Given records —
BEGIN

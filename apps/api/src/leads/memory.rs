//! In-process document collection, for local development (`DOCUMENT_BACKEND=memory`).

use std::collections::HashMap;
use std::sync::Arc;

use async_trait::async_trait;
use chrono::Utc;
use tokio::sync::{broadcast, mpsc, Mutex};
use tracing::{debug, warn};
use uuid::Uuid;

use crate::leads::collection::{
    CollectionPath, DocumentCollection, SnapshotReceiver, StoreError, SNAPSHOT_BUFFER,
};
use crate::leads::models::{Lead, LeadFields, LeadStatus};

const CHANGE_CAPACITY: usize = 256;

type Change = (CollectionPath, Vec<Lead>);

#[derive(Clone)]
pub struct MemoryCollection {
    inner: Arc<Inner>,
}

struct Inner {
    documents: Mutex<HashMap<CollectionPath, Vec<Lead>>>,
    changes: broadcast::Sender<Change>,
}

impl Inner {
    async fn snapshot(&self, path: &CollectionPath) -> Vec<Lead> {
        self.documents
            .lock()
            .await
            .get(path)
            .cloned()
            .unwrap_or_default()
    }
}

impl MemoryCollection {
    pub fn new() -> Self {
        Self::with_capacity(CHANGE_CAPACITY)
    }

    /// `capacity` bounds the changes a slow subscriber can fall behind by before
    /// it re-reads the collection.
    pub fn with_capacity(capacity: usize) -> Self {
        let (changes, _) = broadcast::channel(capacity);
        Self {
            inner: Arc::new(Inner {
                documents: Mutex::new(HashMap::new()),
                changes,
            }),
        }
    }
}

impl Default for MemoryCollection {
    fn default() -> Self {
        Self::new()
    }
}

#[async_trait]
impl DocumentCollection for MemoryCollection {
    async fn subscribe(&self, path: &CollectionPath) -> Result<SnapshotReceiver, StoreError> {
        // Subscribe before reading so no change between the two is lost.
        let mut changes = self.inner.changes.subscribe();
        let initial = self.inner.snapshot(path).await;

        let (tx, rx) = mpsc::channel(SNAPSHOT_BUFFER);
        let _ = tx.send(Ok(initial)).await;

        let inner = Arc::clone(&self.inner);
        let path = path.clone();
        tokio::spawn(async move {
            loop {
                let snapshot = tokio::select! {
                    _ = tx.closed() => break,
                    change = changes.recv() => match change {
                        Ok((changed, snapshot)) if changed == path => snapshot,
                        Ok(_) => continue,
                        Err(broadcast::error::RecvError::Lagged(missed)) => {
                            warn!("Change listener for {path} lagged by {missed}; re-reading");
                            inner.snapshot(&path).await
                        }
                        Err(broadcast::error::RecvError::Closed) => {
                            let _ = tx
                                .send(Err(StoreError::Subscription(
                                    "collection change feed closed".to_string(),
                                )))
                                .await;
                            break;
                        }
                    },
                };
                if tx.send(Ok(snapshot)).await.is_err() {
                    break;
                }
            }
            debug!("Change listener for {path} stopped");
        });

        Ok(rx)
    }

    async fn add(&self, path: &CollectionPath, fields: &LeadFields) -> Result<Uuid, StoreError> {
        let id = Uuid::new_v4();
        let mut documents = self.inner.documents.lock().await;
        let collection = documents.entry(path.clone()).or_default();
        collection.push(Lead {
            id,
            fields: fields.clone(),
            created_at: Some(Utc::now()),
        });
        // Sent under the lock so notifications follow write order.
        let _ = self.inner.changes.send((path.clone(), collection.clone()));
        Ok(id)
    }

    async fn update_status(
        &self,
        path: &CollectionPath,
        id: Uuid,
        status: LeadStatus,
    ) -> Result<(), StoreError> {
        let mut documents = self.inner.documents.lock().await;
        let collection = documents.get_mut(path).ok_or(StoreError::NotFound(id))?;
        let lead = collection
            .iter_mut()
            .find(|lead| lead.id == id)
            .ok_or(StoreError::NotFound(id))?;
        lead.fields.status = status;
        let _ = self.inner.changes.send((path.clone(), collection.clone()));
        Ok(())
    }

    async fn toggle_status(
        &self,
        path: &CollectionPath,
        id: Uuid,
    ) -> Result<LeadStatus, StoreError> {
        let mut documents = self.inner.documents.lock().await;
        let collection = documents.get_mut(path).ok_or(StoreError::NotFound(id))?;
        let lead = collection
            .iter_mut()
            .find(|lead| lead.id == id)
            .ok_or(StoreError::NotFound(id))?;
        let status = lead.fields.status.toggled();
        lead.fields.status = status;
        let _ = self.inner.changes.send((path.clone(), collection.clone()));
        Ok(status)
    }
}

#[cfg(test)]
mod tests {
    use super::*;
    use crate::identity::OwnerId;
    use crate::leads::test_support::fields;

    fn path(owner: &str) -> CollectionPath {
        CollectionPath::for_owner("test-app", &OwnerId::new(owner))
    }

    #[tokio::test]
    async fn test_subscribe_delivers_initial_then_changes() {
        let collection = MemoryCollection::new();
        let p = path("a");
        let first = collection.add(&p, &fields("first")).await.unwrap();

        let mut rx = collection.subscribe(&p).await.unwrap();
        let initial = rx.recv().await.unwrap().unwrap();
        assert_eq!(initial.len(), 1);
        assert_eq!(initial[0].id, first);
        assert!(initial[0].created_at.is_some());

        collection.add(&p, &fields("second")).await.unwrap();
        let next = rx.recv().await.unwrap().unwrap();
        assert_eq!(next.len(), 2);
    }

    #[tokio::test]
    async fn test_other_owner_changes_are_not_delivered() {
        let collection = MemoryCollection::new();
        let mut rx = collection.subscribe(&path("a")).await.unwrap();
        assert!(rx.recv().await.unwrap().unwrap().is_empty());

        collection.add(&path("b"), &fields("elsewhere")).await.unwrap();
        collection.add(&path("a"), &fields("mine")).await.unwrap();

        let next = rx.recv().await.unwrap().unwrap();
        assert_eq!(next.len(), 1);
        assert_eq!(next[0].fields.title, "mine");
    }

    #[tokio::test]
    async fn test_update_status_notifies_and_unknown_id_fails() {
        let collection = MemoryCollection::new();
        let p = path("a");
        let id = collection.add(&p, &fields("t")).await.unwrap();
        let mut rx = collection.subscribe(&p).await.unwrap();
        rx.recv().await.unwrap().unwrap();

        collection
            .update_status(&p, id, LeadStatus::Closed)
            .await
            .unwrap();
        let next = rx.recv().await.unwrap().unwrap();
        assert_eq!(next[0].fields.status, LeadStatus::Closed);

        let missing = Uuid::new_v4();
        let err = collection
            .update_status(&p, missing, LeadStatus::Active)
            .await
            .unwrap_err();
        assert!(matches!(err, StoreError::NotFound(id) if id == missing));
    }

    #[tokio::test]
    async fn test_concurrent_toggles_both_apply() {
        let collection = MemoryCollection::new();
        let p = path("a");
        let id = collection.add(&p, &fields("t")).await.unwrap();

        let first = collection.toggle_status(&p, id).await.unwrap();
        let second = collection.toggle_status(&p, id).await.unwrap();

        assert_eq!(first, LeadStatus::Closed);
        assert_eq!(second, LeadStatus::Active);
        let stored = collection.inner.snapshot(&p).await;
        assert_eq!(stored[0].fields.status, LeadStatus::Active);

        let err = collection.toggle_status(&p, Uuid::new_v4()).await.unwrap_err();
        assert!(matches!(err, StoreError::NotFound(_)));
    }

    #[tokio::test]
    async fn test_lagging_subscriber_converges_to_latest() {
        let collection = MemoryCollection::with_capacity(1);
        let p = path("a");
        let mut rx = collection.subscribe(&p).await.unwrap();
        assert!(rx.recv().await.unwrap().unwrap().is_empty());

        // More writes than the change buffer holds, with no chance to drain it.
        for i in 0..4 {
            collection.add(&p, &fields(&format!("lead {i}"))).await.unwrap();
        }

        let latest = tokio::time::timeout(std::time::Duration::from_secs(2), async {
            loop {
                let snapshot = rx.recv().await.unwrap().unwrap();
                if snapshot.len() == 4 {
                    return snapshot;
                }
            }
        })
        .await
        .expect("subscriber never caught up");
        assert_eq!(latest.len(), 4);

        // The subscription is still live afterwards.
        collection.add(&p, &fields("lead 4")).await.unwrap();
        let next = tokio::time::timeout(std::time::Duration::from_secs(2), async {
            loop {
                let snapshot = rx.recv().await.unwrap().unwrap();
                if snapshot.len() == 5 {
                    return snapshot;
                }
            }
        })
        .await
        .expect("subscription ended after lagging");
        assert_eq!(next.len(), 5);
    }
}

END

Assignment — Among the lines above, find those with the string "crate" and copy them.

Final answer —
use crate::leads::collection::{
use crate::leads::models::{Lead, LeadFields, LeadStatus};
    use crate::identity::OwnerId;
    use crate::leads::test_support::fields;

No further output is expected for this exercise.